Cholesterol, a type of waxy substance found in every human body, is a natural byproduct of the liver. This fat can be found in every cell of a human body and helps the skin, brain, and other organs to function properly.
Cholesterol can also be artificially consumed from food items such as eggs, butter, cheese, meat, and milk. While the human body does need cholesterol in order to digest fat and produce hormones like estrogen and testosterone, and vitamin D, excessive cholesterol poses severe health risks.
Effects of Having High Cholesterol Levels
High cholesterol levels in the body develop fatty deposits in your blood vessels. These deposits gradually grow which stiffens the blood vessels. As a result, it becomes hard for the blood to flow in your arteries.
In some cases, high cholesterol is inherited as someone in your family may also have high cholesterol. However, most of the times, it is a result of an unhealthy lifestyle – poor diet, lack of exercise, smoking, and obesity.
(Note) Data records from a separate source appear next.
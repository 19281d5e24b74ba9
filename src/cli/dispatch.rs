use super::download::cmd_download;
use super::env::SyncMode;
use super::upload::cmd_upload;
use crate::cli::context::CliContext;
use anyhow::Result;
use dirsync_sync_core::SyncReport;

pub async fn dispatch(mode: &SyncMode, ctx: &CliContext) -> Result<SyncReport> {
    match mode {
        SyncMode::Upload { dir } => cmd_upload(dir, ctx).await,
        SyncMode::Download { key, target } => cmd_download(key, target, ctx).await,
    }
}
use std::path::Path;

use anyhow::{Context, Result};
use dirsync_sync_core::{SyncReport, Uploader};

use crate::cli::context::CliContext;

pub async fn cmd_upload(dir: &Path, ctx: &CliContext) -> Result<SyncReport> {
    let store = ctx.store().await?;
    Uploader::new(store)
        .upload_dir(dir)
        .await
        .context("Upload failed")
}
High Cholesterol eventually leads to the following life-threatening results:
1. Chest Pain
High cholesterol causes the accumulation of fat in unacceptable quantities and allows other deposits to build-up on the walls of your arteries. All of this reduces the smooth flow of blood in the body and causes severe chest pain.
2. Heart Attack
A blood clotting occurs when the cholesterol level is high. This, again, blocks your blood to flow and cause your arteries to break. This further prevents the blood flow to reach your heart and may cause a heart attack.
3. Heart Stroke
Heart strokes occur when a blood clot forms near the plaque or rupture. This prevents your blood to flow to your brain, ultimately leading to heart stroke.
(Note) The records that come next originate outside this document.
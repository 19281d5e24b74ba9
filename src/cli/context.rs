use std::path::{Path, PathBuf};
use std::sync::Arc;

use anyhow::{Context, Result};
use dirsync_kv_store::{KvStore, RedisStore, StoreHandle};
use tokio::sync::OnceCell;
use tracing::info;

use crate::config::Config;

pub struct CliContext {
    config: Arc<Config>,
    config_path: PathBuf,
    store: OnceCell<StoreHandle>,
}

impl CliContext {
    pub fn new(config: Config, config_path: PathBuf) -> Self {
        Self {
            config: Arc::new(config),
            config_path,
            store: OnceCell::new(),
        }
    }

    pub fn config(&self) -> &Config {
        self.config.as_ref()
    }

    pub fn config_path(&self) -> &Path {
        &self.config_path
    }

    /// Connects to the store and pings it on first use.
    pub async fn store(&self) -> Result<StoreHandle> {
        self.store
            .get_or_try_init(|| async {
                let url = &self.config.store.url;
                let store = RedisStore::connect(&self.config.store)
                    .await
                    .with_context(|| format!("Failed to connect to store at {url}"))?;
                store
                    .ping()
                    .await
                    .with_context(|| format!("Failed to connect to store at {url}"))?;
                info!("Successfully connected to {url}");
                Ok::<StoreHandle, anyhow::Error>(Arc::new(store))
            })
            .await
            .map(Arc::clone)
    }
}
use std::time::Duration;

use anyhow::Result;
use clap::ValueEnum;
use dirsync_sync_core::{SyncDirection, SyncReport};

#[derive(Clone, Copy, Debug, PartialEq, Eq, ValueEnum)]
pub enum OutputFormat {
    Human,
    Json,
    Yaml,
}

pub fn render_report(report: &SyncReport, format: OutputFormat) -> Result<String> {
    let rendered = match format {
        OutputFormat::Human => render_human(report),
        OutputFormat::Json => serde_json::to_string_pretty(report)?,
        OutputFormat::Yaml => serde_yaml::to_string(report)?.trim_end().to_string(),
    };
    Ok(rendered)
}

fn render_human(report: &SyncReport) -> String {
    let elapsed = humantime::format_duration(Duration::from_millis(report.elapsed_ms));
    match report.direction {
        SyncDirection::Upload => format!(
            "Uploaded {} file(s), {} byte(s) from '{}' to namespace '{}' in {}",
            report.files,
            report.bytes,
            report.local_path.display(),
            report.namespace,
            elapsed
        ),
        SyncDirection::Download => format!(
            "Downloaded {} file(s), {} byte(s) from namespace '{}' to '{}' in {}",
            report.files,
            report.bytes,
            report.namespace,
            report.local_path.display(),
            elapsed
        ),
    }
}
How to Lower Your Cholesterol Level
Unfortunately, high cholesterol has no significant or apparent symptoms. The only way to identify if you have it is through a blood test. It is always smart to ask your doctor whether you should have a cholesterol test or not.
Usually, children and young adults, posing no risks for heart illnesses, are examined between the ages of 9 to 11 and then between the ages of 17 to 19. In case, your blood test results show spikes of high cholesterol level; your doctor will recommend certain medications to reduce your high cholesterol and some lifestyle changes to improve your cholesterol intensity.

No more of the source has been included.